人間は西部を目指す
もしゴールドラッシュの時代にアメリカで生まれていたら、どちらの道を選んだろうか。
1.金を掘りにいく
2.金を掘りにいく人たち向けの宿をつくる
もし、僕が若くて家族もなく、何も失うものがなければ、おそらく、1を選んだだろう。
だけど、僕に家族がいて、子どもたちにお金が必要だったら、2の道を選ぶだろう。
起業にもそういうところがある。
かつてはビジネスというのは、利益を生むこと、それがある程度の長期間にわたって得られることが必須であった。
だが、いまでは、ネット関連事業のスタートアップは、とにかく急速にユーザーを増やせばよい。利益はあとでついてくるから、というスタイルがひとつのスタンダードになっている。また、そういうビジネスは面倒な上場を目指すだけでなく、M&Aで買ってもらうという出口も一般的になってきた。
YoutubeやInstagramの大成功を目にし、また、そういったことに成功した人たちの声を始終聞いていると、つい、自分もそれを目指したいと思う。
それは、ゴールドラッシュの時代の、金掘りと似たところがあるように思っている。
そこで巨万の富を得た人がいる。
しかも、自分にもできそうな気がするのである。
そして、何百万人という人がそれを夢見て西部へ旅に出る。
金を掘りにいこうとする人たちの中には、とんでもなく切れる人もいる。そういう人たちが、さまざまな可能性をずっと考え調べ続けている。
金が埋まっていそうな場所は、そういう人たちがすでに徘徊して、ためしに掘ってみたところばかりだ。

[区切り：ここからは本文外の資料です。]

//! Reqwest implementation of the assist service client.

use async_trait::async_trait;
use reqwest::multipart::{Form, Part};
use reqwest::Client;
use serde::{Deserialize, Serialize};
use std::time::{Duration, Instant};
use tracing::{debug, info, instrument, warn};

use quill_core::{defaults, AssistBackend, Error, Result};

/// Default assist service endpoint.
pub const DEFAULT_ASSIST_URL: &str = defaults::ASSIST_URL;

/// Timeout for assist requests (seconds). PDF processing dominates.
pub const ASSIST_TIMEOUT_SECS: u64 = defaults::ASSIST_TIMEOUT_SECS;

/// HTTP client for the assist service.
pub struct AssistClient {
    client: Client,
    base_url: String,
    timeout_secs: u64,
}

impl AssistClient {
    /// Create a new assist client with default settings.
    pub fn new() -> Self {
        Self::with_config(DEFAULT_ASSIST_URL.to_string(), ASSIST_TIMEOUT_SECS)
    }

    /// Create a new assist client with custom configuration.
    pub fn with_config(base_url: String, timeout_secs: u64) -> Self {
        let client = Client::builder()
            .timeout(Duration::from_secs(timeout_secs))
            .build()
            .expect("Failed to create HTTP client");

        info!(
            "Initializing assist client: url={}, timeout={}s",
            base_url, timeout_secs
        );

        Self {
            client,
            base_url: base_url.trim_end_matches('/').to_string(),
            timeout_secs,
        }
    }

    /// Create from environment variables.
    ///
    /// Reads `ASSIST_BASE_URL` and `ASSIST_TIMEOUT_SECS`, falling back to
    /// defaults when unset.
    pub fn from_env() -> Self {
        let base_url =
            std::env::var("ASSIST_BASE_URL").unwrap_or_else(|_| DEFAULT_ASSIST_URL.to_string());
        let timeout_secs = std::env::var("ASSIST_TIMEOUT_SECS")
            .ok()
            .and_then(|v| v.parse::<u64>().ok())
            .unwrap_or(ASSIST_TIMEOUT_SECS);

        Self::with_config(base_url, timeout_secs)
    }

    /// Base URL this client targets.
    pub fn base_url(&self) -> &str {
        &self.base_url
    }

    /// Internal JSON call shared by the text endpoints.
    ///
    /// Posts `body` to `path`, checks the status, and returns the parsed
    /// response. Non-2xx replies surface as `Error::Assist` carrying the
    /// upstream status and body.
    async fn post_json<Req, Resp>(&self, path: &str, body: &Req) -> Result<Resp>
    where
        Req: Serialize + ?Sized,
        Resp: for<'de> Deserialize<'de>,
    {
        let start = Instant::now();

        let response = self
            .client
            .post(format!("{}{}", self.base_url, path))
            .timeout(Duration::from_secs(self.timeout_secs))
            .json(body)
            .send()
            .await
            .map_err(|e| Error::Assist(format!("Request failed: {}", e)))?;

        if !response.status().is_success() {
            let status = response.status();
            let body = response.text().await.unwrap_or_default();
            return Err(Error::Assist(format!(
                "Assist service returned {}: {}",
                status, body
            )));
        }

        let result: Resp = response
            .json()
            .await
            .map_err(|e| Error::Assist(format!("Failed to parse response: {}", e)))?;

        let elapsed = start.elapsed().as_millis() as u64;
        debug!(duration_ms = elapsed, path = path, "Assist call complete");
        if u128::from(elapsed) > defaults::ASSIST_SLOW_MS {
            warn!(
                duration_ms = elapsed,
                path = path,
                slow = true,
                "Slow assist operation"
            );
        }
        Ok(result)
    }
}

impl Default for AssistClient {
    fn default() -> Self {
        Self::new()
    }
}

#[derive(Serialize)]
struct TextRequest<'a> {
    text: &'a str,
}

#[derive(Serialize)]
struct StylizeRequest<'a> {
    text: &'a str,
    style: &'a str,
}

#[derive(Serialize)]
struct CollectionRequest<'a> {
    collection_name: &'a str,
}

#[derive(Serialize)]
struct QueryPdfRequest<'a> {
    collection_name: &'a str,
    question: &'a str,
}

#[derive(Deserialize)]
struct SummaryResponse {
    summary: String,
}

#[derive(Deserialize)]
struct KeypointsResponse {
    keypoints: String,
}

#[derive(Deserialize)]
struct StylizeResponse {
    styled_text: String,
}

#[derive(Deserialize)]
struct ProcessPdfResponse {
    collection_name: String,
}

#[derive(Deserialize)]
struct QueryPdfResponse {
    answer: String,
}

#[async_trait]
impl AssistBackend for AssistClient {
    #[instrument(skip(self, text), fields(subsystem = "assist", component = "client", op = "summarize", text_len = text.len()))]
    async fn summarize(&self, text: &str) -> Result<String> {
        let resp: SummaryResponse = self
            .post_json("/summarize_text/", &TextRequest { text })
            .await?;
        Ok(resp.summary)
    }

    #[instrument(skip(self, text), fields(subsystem = "assist", component = "client", op = "keypoints", text_len = text.len()))]
    async fn keypoints(&self, text: &str) -> Result<String> {
        let resp: KeypointsResponse = self.post_json("/keypoints", &TextRequest { text }).await?;
        Ok(resp.keypoints)
    }

    #[instrument(skip(self, text, style), fields(subsystem = "assist", component = "client", op = "stylize", text_len = text.len(), style = %style))]
    async fn stylize(&self, text: &str, style: &str) -> Result<String> {
        let resp: StylizeResponse = self
            .post_json("/stylize", &StylizeRequest { text, style })
            .await?;
        Ok(resp.styled_text)
    }

    #[instrument(skip(self, data), fields(subsystem = "assist", component = "client", op = "process_pdf", filename = %filename, size_bytes = data.len()))]
    async fn process_pdf(&self, filename: &str, data: Vec<u8>) -> Result<String> {
        let start = Instant::now();

        let part = Part::bytes(data)
            .file_name(filename.to_string())
            .mime_str("application/pdf")
            .map_err(|e| Error::Assist(format!("Invalid multipart payload: {}", e)))?;
        let form = Form::new().part("file", part);

        let response = self
            .client
            .post(format!("{}/process-pdf", self.base_url))
            .timeout(Duration::from_secs(self.timeout_secs))
            .multipart(form)
            .send()
            .await
            .map_err(|e| Error::Assist(format!("Request failed: {}", e)))?;

        if !response.status().is_success() {
            let status = response.status();
            let body = response.text().await.unwrap_or_default();
            return Err(Error::Assist(format!(
                "Assist service returned {}: {}",
                status, body
            )));
        }

        let result: ProcessPdfResponse = response
            .json()
            .await
            .map_err(|e| Error::Assist(format!("Failed to parse response: {}", e)))?;

        let elapsed = start.elapsed().as_millis() as u64;
        debug!(
            duration_ms = elapsed,
            collection = %result.collection_name,
            "PDF processed"
        );
        if u128::from(elapsed) > defaults::ASSIST_SLOW_MS {
            warn!(duration_ms = elapsed, slow = true, "Slow PDF processing");
        }
        Ok(result.collection_name)
    }

    #[instrument(skip(self, question), fields(subsystem = "assist", component = "client", op = "query_pdf", collection = %collection_name))]
    async fn query_pdf(&self, collection_name: &str, question: &str) -> Result<String> {
        let resp: QueryPdfResponse = self
            .post_json(
                "/query-pdf",
                &QueryPdfRequest {
                    collection_name,
                    question,
                },
            )
            .await?;
        Ok(resp.answer)
    }

    #[instrument(skip(self), fields(subsystem = "assist", component = "client", op = "delete_pdf", collection = %collection_name))]
    async fn delete_pdf(&self, collection_name: &str) -> Result<()> {
        let _: serde_json::Value = self
            .post_json("/delete-pdf", &CollectionRequest { collection_name })
            .await?;
        Ok(())
    }
}

#[cfg(test)]
mod tests {
    use super::*;

    #[test]
    fn test_default_constants() {
        assert_eq!(DEFAULT_ASSIST_URL, "http://127.0.0.1:8000");
        assert_eq!(ASSIST_TIMEOUT_SECS, 120);
    }

    #[test]
    fn test_default_config() {
        let client = AssistClient::new();
        assert_eq!(client.base_url(), DEFAULT_ASSIST_URL);
        assert_eq!(client.timeout_secs, ASSIST_TIMEOUT_SECS);
    }

    #[test]
    fn test_with_config_strips_trailing_slash() {
        let client = AssistClient::with_config("http://assist.internal:9000/".to_string(), 15);
        assert_eq!(client.base_url(), "http://assist.internal:9000");
        assert_eq!(client.timeout_secs, 15);
    }

    #[test]
    fn test_request_serialization_shapes() {
        let text = serde_json::to_value(TextRequest { text: "hello" }).unwrap();
        assert_eq!(text, serde_json::json!({"text": "hello"}));

        let stylize = serde_json::to_value(StylizeRequest {
            text: "hello",
            style: "formal",
        })
        .unwrap();
        assert_eq!(
            stylize,
            serde_json::json!({"text": "hello", "style": "formal"})
        );

        let query = serde_json::to_value(QueryPdfRequest {
            collection_name: "col-1",
            question: "what?",
        })
        .unwrap();
        assert_eq!(
            query,
            serde_json::json!({"collection_name": "col-1", "question": "what?"})
        );
    }

    #[test]
    fn test_response_deserialization_shapes() {
        let summary: SummaryResponse =
            serde_json::from_value(serde_json::json!({"summary": "short"})).unwrap();
        assert_eq!(summary.summary, "short");

        let processed: ProcessPdfResponse =
            serde_json::from_value(serde_json::json!({"collection_name": "col-9"})).unwrap();
        assert_eq!(processed.collection_name, "col-9");
    }
}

言うまでもなく、それで成功する人はほんの一握りなのである。
大多数の人は砂金の一握りも手にすることができず、夢破れ墓に入る。
もし、あなたが、自分の力で、ある程度の期間で、どうしてもお金を稼ぐ必要があるというのなら、金を掘りに行くのではなく、金の掘る人たちに向けたサービスをすることをおすすめする。
そこには必ずなにがしかのニーズがあって、工夫次第でいくらかの利益をいただくことができる。金を掘る道具を売る、地図を売る、宿を経営する、娯楽を提供する、食糧を売る・・・ニーズはいくらでもある。自分でうまく提供できそうなニーズをみつけて、最初は低価格でそれを提供すればよい。お客様を得ることができたら、工夫を重ねることが利益を継続的に生み出すことになるだろう。
早く稼がなければならないと思いながら、まだ、YoutubeやInstagramの大成功に思いをはせている人は、西部の荒野の川で砂金を探しているようなものだ。
とにかく稼ぐためには、誰かの役に立つことを提供して、報酬を得る方法はないかと、リアルに考えてみたほうがよい。
とはいえ、僕も、よく金鉱脈をみつけることを夢見る。
結局、人間というのは、誰しも、ゴールドラッシュに駆けつけたいと夢見るものなのかもしれない。